Dataset excerpts Start Marker
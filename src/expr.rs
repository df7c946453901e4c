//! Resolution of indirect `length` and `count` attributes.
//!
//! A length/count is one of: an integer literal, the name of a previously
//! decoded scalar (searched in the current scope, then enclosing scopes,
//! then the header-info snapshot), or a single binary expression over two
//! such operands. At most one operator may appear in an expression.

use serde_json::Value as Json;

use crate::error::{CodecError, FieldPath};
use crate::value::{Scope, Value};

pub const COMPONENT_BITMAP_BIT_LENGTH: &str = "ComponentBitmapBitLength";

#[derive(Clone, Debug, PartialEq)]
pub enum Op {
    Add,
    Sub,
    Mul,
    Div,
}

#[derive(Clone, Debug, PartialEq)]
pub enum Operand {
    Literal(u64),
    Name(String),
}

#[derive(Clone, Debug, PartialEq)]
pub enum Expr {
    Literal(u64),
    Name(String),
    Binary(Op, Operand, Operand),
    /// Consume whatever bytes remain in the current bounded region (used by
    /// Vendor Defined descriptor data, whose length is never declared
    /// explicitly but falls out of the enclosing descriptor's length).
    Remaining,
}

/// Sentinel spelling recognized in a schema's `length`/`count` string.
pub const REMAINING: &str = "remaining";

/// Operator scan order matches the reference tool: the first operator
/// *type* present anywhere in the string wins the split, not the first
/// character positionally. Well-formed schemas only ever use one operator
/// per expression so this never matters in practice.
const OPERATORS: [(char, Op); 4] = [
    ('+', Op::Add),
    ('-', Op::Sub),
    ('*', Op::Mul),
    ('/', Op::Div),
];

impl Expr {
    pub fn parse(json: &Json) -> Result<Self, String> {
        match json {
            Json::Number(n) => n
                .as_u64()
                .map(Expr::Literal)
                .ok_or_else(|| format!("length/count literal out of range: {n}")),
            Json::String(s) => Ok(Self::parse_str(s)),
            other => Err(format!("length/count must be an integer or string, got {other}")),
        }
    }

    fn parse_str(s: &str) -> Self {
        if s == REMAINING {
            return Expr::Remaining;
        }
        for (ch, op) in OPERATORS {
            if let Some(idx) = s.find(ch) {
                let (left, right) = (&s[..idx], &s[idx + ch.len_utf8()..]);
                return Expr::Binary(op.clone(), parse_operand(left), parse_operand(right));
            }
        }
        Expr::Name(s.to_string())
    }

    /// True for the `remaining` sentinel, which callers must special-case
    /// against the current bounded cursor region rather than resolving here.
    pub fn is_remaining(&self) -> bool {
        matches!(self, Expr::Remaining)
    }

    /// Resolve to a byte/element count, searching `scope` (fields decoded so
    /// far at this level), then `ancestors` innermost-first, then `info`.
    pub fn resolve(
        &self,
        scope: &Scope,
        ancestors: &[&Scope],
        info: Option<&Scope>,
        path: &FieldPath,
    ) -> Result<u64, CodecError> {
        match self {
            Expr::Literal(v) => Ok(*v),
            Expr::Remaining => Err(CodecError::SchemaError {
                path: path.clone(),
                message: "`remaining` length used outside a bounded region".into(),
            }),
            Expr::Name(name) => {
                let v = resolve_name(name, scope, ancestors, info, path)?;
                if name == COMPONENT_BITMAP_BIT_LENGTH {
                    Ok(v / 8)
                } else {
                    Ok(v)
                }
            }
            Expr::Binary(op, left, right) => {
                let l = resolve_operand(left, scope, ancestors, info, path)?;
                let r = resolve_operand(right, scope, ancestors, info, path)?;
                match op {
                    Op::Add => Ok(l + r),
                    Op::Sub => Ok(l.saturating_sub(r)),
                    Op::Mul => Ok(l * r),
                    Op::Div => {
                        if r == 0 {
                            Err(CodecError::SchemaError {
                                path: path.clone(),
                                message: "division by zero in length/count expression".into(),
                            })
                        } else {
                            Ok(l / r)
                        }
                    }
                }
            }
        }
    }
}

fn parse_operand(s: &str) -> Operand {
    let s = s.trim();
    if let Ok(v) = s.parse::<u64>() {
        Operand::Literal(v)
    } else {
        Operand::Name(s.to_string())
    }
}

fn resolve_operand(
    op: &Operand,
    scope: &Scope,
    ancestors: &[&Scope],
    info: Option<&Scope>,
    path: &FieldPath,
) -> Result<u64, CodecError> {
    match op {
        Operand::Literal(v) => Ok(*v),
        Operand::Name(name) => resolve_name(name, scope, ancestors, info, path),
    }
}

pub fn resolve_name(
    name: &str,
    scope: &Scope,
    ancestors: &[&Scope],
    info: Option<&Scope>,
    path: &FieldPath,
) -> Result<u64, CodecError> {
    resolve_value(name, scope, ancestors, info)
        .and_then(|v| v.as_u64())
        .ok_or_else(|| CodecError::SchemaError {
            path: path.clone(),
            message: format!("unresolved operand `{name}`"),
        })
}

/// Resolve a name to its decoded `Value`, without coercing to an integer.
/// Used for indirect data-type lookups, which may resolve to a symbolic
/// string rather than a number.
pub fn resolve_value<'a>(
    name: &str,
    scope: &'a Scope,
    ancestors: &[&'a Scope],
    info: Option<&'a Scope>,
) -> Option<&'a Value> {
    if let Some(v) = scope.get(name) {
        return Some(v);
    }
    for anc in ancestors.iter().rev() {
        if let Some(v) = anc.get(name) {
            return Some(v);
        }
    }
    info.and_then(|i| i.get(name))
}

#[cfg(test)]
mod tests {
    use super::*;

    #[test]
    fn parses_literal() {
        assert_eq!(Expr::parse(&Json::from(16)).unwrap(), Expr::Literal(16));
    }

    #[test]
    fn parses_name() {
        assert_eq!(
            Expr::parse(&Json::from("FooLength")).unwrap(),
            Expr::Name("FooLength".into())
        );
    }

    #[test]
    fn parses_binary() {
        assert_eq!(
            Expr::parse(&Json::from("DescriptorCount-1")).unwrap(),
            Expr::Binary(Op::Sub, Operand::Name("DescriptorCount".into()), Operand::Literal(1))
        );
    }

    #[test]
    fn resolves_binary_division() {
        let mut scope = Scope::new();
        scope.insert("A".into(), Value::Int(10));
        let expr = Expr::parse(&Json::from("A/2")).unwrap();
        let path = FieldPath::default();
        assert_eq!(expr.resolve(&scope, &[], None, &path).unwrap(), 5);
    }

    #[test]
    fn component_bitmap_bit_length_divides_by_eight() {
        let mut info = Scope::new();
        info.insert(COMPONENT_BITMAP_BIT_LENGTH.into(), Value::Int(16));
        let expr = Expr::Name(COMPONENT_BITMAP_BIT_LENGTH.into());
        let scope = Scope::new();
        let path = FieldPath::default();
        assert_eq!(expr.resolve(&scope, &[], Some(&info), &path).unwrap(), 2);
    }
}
Dataset excerpts End Marker
Task requirements :: Reproduce, word for word and in full, only the lines above that start at the line with "pub const COMPONENT_BITMAP_BIT_LENGTH: &str" and run through the line with "not the first", both ends included.

The answer ::
pub const COMPONENT_BITMAP_BIT_LENGTH: &str = "ComponentBitmapBitLength";

#[derive(Clone, Debug, PartialEq)]
pub enum Op {
    Add,
    Sub,
    Mul,
    Div,
}

#[derive(Clone, Debug, PartialEq)]
pub enum Operand {
    Literal(u64),
    Name(String),
}

#[derive(Clone, Debug, PartialEq)]
pub enum Expr {
    Literal(u64),
    Name(String),
    Binary(Op, Operand, Operand),
    /// Consume whatever bytes remain in the current bounded region (used by
    /// Vendor Defined descriptor data, whose length is never declared
    /// explicitly but falls out of the enclosing descriptor's length).
    Remaining,
}

/// Sentinel spelling recognized in a schema's `length`/`count` string.
pub const REMAINING: &str = "remaining";

/// Operator scan order matches the reference tool: the first operator
/// *type* present anywhere in the string wins the split, not the first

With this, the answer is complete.